_WORK ITEM_:
Please reproduce the following records exactly as they appear.

_SUPPLIED MATERIAL_:
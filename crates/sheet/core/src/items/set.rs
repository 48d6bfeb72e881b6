//! Validated item collection and the character aggregate.

use super::{Ability, Armor, Background, GearItem, Item, Race, Weapon};
use crate::error::{ExclusiveKind, SheetError};
use crate::sheet::CharacterSheet;

/// Items attached to one character, grouped by kind.
///
/// Race and background are single slots; a second one is rejected at attach
/// time rather than silently shadowed. Within each list, attach order is
/// preserved.
#[derive(Clone, Debug, Default, PartialEq, Eq)]
pub struct ItemSet {
    race: Option<Race>,
    background: Option<Background>,
    abilities: Vec<Ability>,
    armor: Vec<Armor>,
    gear: Vec<GearItem>,
    weapons: Vec<Weapon>,
}

impl ItemSet {
    pub fn new() -> Self {
        Self::default()
    }

    /// Build a set from an ordered item list, failing on the first second
    /// race or background.
    pub fn from_items(items: impl IntoIterator<Item = Item>) -> Result<Self, SheetError> {
        let mut set = Self::new();
        for item in items {
            set.attach(item)?;
        }
        Ok(set)
    }

    pub fn attach(&mut self, item: Item) -> Result<(), SheetError> {
        tracing::trace!(kind = %item.kind(), name = item.name(), "attaching item");
        match item {
            Item::Race(race) => {
                if let Some(existing) = &self.race {
                    return Err(SheetError::multiple_exclusive(
                        ExclusiveKind::Race,
                        existing.name.clone(),
                        race.name,
                    ));
                }
                self.race = Some(race);
            }
            Item::Background(background) => {
                if let Some(existing) = &self.background {
                    return Err(SheetError::multiple_exclusive(
                        ExclusiveKind::Background,
                        existing.name.clone(),
                        background.name,
                    ));
                }
                self.background = Some(background);
            }
            Item::Ability(ability) => self.abilities.push(ability),
            Item::Armor(armor) => self.armor.push(armor),
            Item::Gear(gear) => self.gear.push(gear),
            Item::Weapon(weapon) => self.weapons.push(weapon),
        }
        Ok(())
    }

    /// Empty the race slot so a different race can be attached.
    pub fn detach_race(&mut self) -> Option<Race> {
        self.race.take()
    }

    pub fn detach_background(&mut self) -> Option<Background> {
        self.background.take()
    }

    pub fn race(&self) -> Option<&Race> {
        self.race.as_ref()
    }

    pub fn background(&self) -> Option<&Background> {
        self.background.as_ref()
    }

    pub fn abilities(&self) -> &[Ability] {
        &self.abilities
    }

    pub fn armor(&self) -> &[Armor] {
        &self.armor
    }

    pub fn gear(&self) -> &[GearItem] {
        &self.gear
    }

    pub fn weapons(&self) -> &[Weapon] {
        &self.weapons
    }

    pub fn weapon(&self, name: &str) -> Option<&Weapon> {
        self.weapons.iter().find(|weapon| weapon.name == name)
    }

    pub fn len(&self) -> usize {
        usize::from(self.race.is_some())
            + usize::from(self.background.is_some())
            + self.abilities.len()
            + self.armor.len()
            + self.gear.len()
            + self.weapons.len()
    }

    pub fn is_empty(&self) -> bool {
        self.len() == 0
    }
}

/// A character record together with its validated items.
#[derive(Clone, Debug, Default, PartialEq, Eq)]
pub struct Character {
    pub sheet: CharacterSheet,
    pub items: ItemSet,
}

impl Character {
    pub fn new(
        sheet: CharacterSheet,
        items: impl IntoIterator<Item = Item>,
    ) -> Result<Self, SheetError> {
        Ok(Self {
            sheet,
            items: ItemSet::from_items(items)?,
        })
    }

    pub fn attach(&mut self, item: Item) -> Result<(), SheetError> {
        self.items.attach(item)
    }
}

#[cfg(test)]
mod tests {
    use super::*;
    use crate::items::Size;

    #[test]
    fn second_race_is_rejected() {
        let result = ItemSet::from_items([
            Item::Race(Race::new("Elf", Size::Medium, 30)),
            Item::Race(Race::new("Dwarf", Size::Medium, 25)),
        ]);
        assert_eq!(
            result,
            Err(SheetError::multiple_exclusive(
                ExclusiveKind::Race,
                "Elf",
                "Dwarf"
            ))
        );
    }

    #[test]
    fn second_background_is_rejected() {
        let mut set = ItemSet::new();
        set.attach(Item::Background(Background::new("Sailor")))
            .expect("first background attaches");
        let err = set
            .attach(Item::Background(Background::new("Scholar")))
            .expect_err("second background must fail");
        assert!(matches!(
            err,
            SheetError::MultipleExclusiveItems {
                kind: ExclusiveKind::Background,
                ..
            }
        ));
        assert_eq!(set.background().map(|b| b.name.as_str()), Some("Sailor"));
    }

    #[test]
    fn detached_race_can_be_replaced() {
        let mut set = ItemSet::from_items([Item::Race(Race::new("Elf", Size::Medium, 30))])
            .expect("valid set");
        let old = set.detach_race();
        assert_eq!(old.map(|race| race.name), Some("Elf".to_string()));
        set.attach(Item::Race(Race::new("Halfling", Size::Small, 25)))
            .expect("slot is free");
        assert_eq!(set.race().map(|race| race.size), Some(Size::Small));
    }

    #[test]
    fn stacking_kinds_keep_attach_order() {
        let set = ItemSet::from_items([
            Item::Ability(Ability::new("First")),
            Item::Gear(GearItem::new("Rope", 2, 1)),
            Item::Ability(Ability::new("Second")),
        ])
        .expect("valid set");
        let names: Vec<_> = set.abilities().iter().map(|a| a.name.as_str()).collect();
        assert_eq!(names, ["First", "Second"]);
        assert_eq!(set.len(), 3);
    }
}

_THE ANSWER_:
filename crates/sheet/core/src/items/set.rs
repository 48d6bfeb72e881b6
//! Validated item collection and the character aggregate.

use super::{Ability, Armor, Background, GearItem, Item, Race, Weapon};
use crate::error::{ExclusiveKind, SheetError};
use crate::sheet::CharacterSheet;

/// Items attached to one character, grouped by kind.
///
/// Race and background are single slots; a second one is rejected at attach
/// time rather than silently shadowed. Within each list, attach order is
/// preserved.
#[derive(Clone, Debug, Default, PartialEq, Eq)]
pub struct ItemSet {
    race: Option<Race>,
    background: Option<Background>,
    abilities: Vec<Ability>,
    armor: Vec<Armor>,
    gear: Vec<GearItem>,
    weapons: Vec<Weapon>,
}

impl ItemSet {
    pub fn new() -> Self {
        Self::default()
    }

    /// Build a set from an ordered item list, failing on the first second
    /// race or background.
    pub fn from_items(items: impl IntoIterator<Item = Item>) -> Result<Self, SheetError> {
        let mut set = Self::new();
        for item in items {
            set.attach(item)?;
        }
        Ok(set)
    }

    pub fn attach(&mut self, item: Item) -> Result<(), SheetError> {
        tracing::trace!(kind = %item.kind(), name = item.name(), "attaching item");
        match item {
            Item::Race(race) => {
                if let Some(existing) = &self.race {
                    return Err(SheetError::multiple_exclusive(
                        ExclusiveKind::Race,
                        existing.name.clone(),
                        race.name,
                    ));
                }
                self.race = Some(race);
            }
            Item::Background(background) => {
                if let Some(existing) = &self.background {
                    return Err(SheetError::multiple_exclusive(
                        ExclusiveKind::Background,
                        existing.name.clone(),
                        background.name,
                    ));
                }
                self.background = Some(background);
            }
            Item::Ability(ability) => self.abilities.push(ability),
            Item::Armor(armor) => self.armor.push(armor),
            Item::Gear(gear) => self.gear.push(gear),
            Item::Weapon(weapon) => self.weapons.push(weapon),
        }
        Ok(())
    }

    /// Empty the race slot so a different race can be attached.
    pub fn detach_race(&mut self) -> Option<Race> {
        self.race.take()
    }

    pub fn detach_background(&mut self) -> Option<Background> {
        self.background.take()
    }

    pub fn race(&self) -> Option<&Race> {
        self.race.as_ref()
    }

    pub fn background(&self) -> Option<&Background> {
        self.background.as_ref()
    }

    pub fn abilities(&self) -> &[Ability] {
        &self.abilities
    }

    pub fn armor(&self) -> &[Armor] {
        &self.armor
    }

    pub fn gear(&self) -> &[GearItem] {
        &self.gear
    }

    pub fn weapons(&self) -> &[Weapon] {
        &self.weapons
    }

    pub fn weapon(&self, name: &str) -> Option<&Weapon> {
        self.weapons.iter().find(|weapon| weapon.name == name)
    }

    pub fn len(&self) -> usize {
        usize::from(self.race.is_some())
            + usize::from(self.background.is_some())
            + self.abilities.len()
            + self.armor.len()
            + self.gear.len()
            + self.weapons.len()
    }

    pub fn is_empty(&self) -> bool {
        self.len() == 0
    }
}

/// A character record together with its validated items.
#[derive(Clone, Debug, Default, PartialEq, Eq)]
pub struct Character {
    pub sheet: CharacterSheet,
    pub items: ItemSet,
}

impl Character {
    pub fn new(
        sheet: CharacterSheet,
        items: impl IntoIterator<Item = Item>,
    ) -> Result<Self, SheetError> {
        Ok(Self {
            sheet,
            items: ItemSet::from_items(items)?,
        })
    }

    pub fn attach(&mut self, item: Item) -> Result<(), SheetError> {
        self.items.attach(item)
    }
}

#[cfg(test)]
mod tests {
    use super::*;
    use crate::items::Size;

    #[test]
    fn second_race_is_rejected() {
        let result = ItemSet::from_items([
            Item::Race(Race::new("Elf", Size::Medium, 30)),
            Item::Race(Race::new("Dwarf", Size::Medium, 25)),
        ]);
        assert_eq!(
            result,
            Err(SheetError::multiple_exclusive(
                ExclusiveKind::Race,
                "Elf",
                "Dwarf"
            ))
        );
    }

    #[test]
    fn second_background_is_rejected() {
        let mut set = ItemSet::new();
        set.attach(Item::Background(Background::new("Sailor")))
            .expect("first background attaches");
        let err = set
            .attach(Item::Background(Background::new("Scholar")))
            .expect_err("second background must fail");
        assert!(matches!(
            err,
            SheetError::MultipleExclusiveItems {
                kind: ExclusiveKind::Background,
                ..
            }
        ));
        assert_eq!(set.background().map(|b| b.name.as_str()), Some("Sailor"));
    }

    #[test]
    fn detached_race_can_be_replaced() {
        let mut set = ItemSet::from_items([Item::Race(Race::new("Elf", Size::Medium, 30))])
            .expect("valid set");
        let old = set.detach_race();
        assert_eq!(old.map(|race| race.name), Some("Elf".to_string()));
        set.attach(Item::Race(Race::new("Halfling", Size::Small, 25)))
            .expect("slot is free");
        assert_eq!(set.race().map(|race| race.size), Some(Size::Small));
    }

    #[test]
    fn stacking_kinds_keep_attach_order() {
        let set = ItemSet::from_items([
            Item::Ability(Ability::new("First")),
            Item::Gear(GearItem::new("Rope", 2, 1)),
            Item::Ability(Ability::new("Second")),
        ])
        .expect("valid set");
        let names: Vec<_> = set.abilities().iter().map(|a| a.name.as_str()).collect();
        assert_eq!(names, ["First", "Second"]);
        assert_eq!(set.len(), 3);
    }
}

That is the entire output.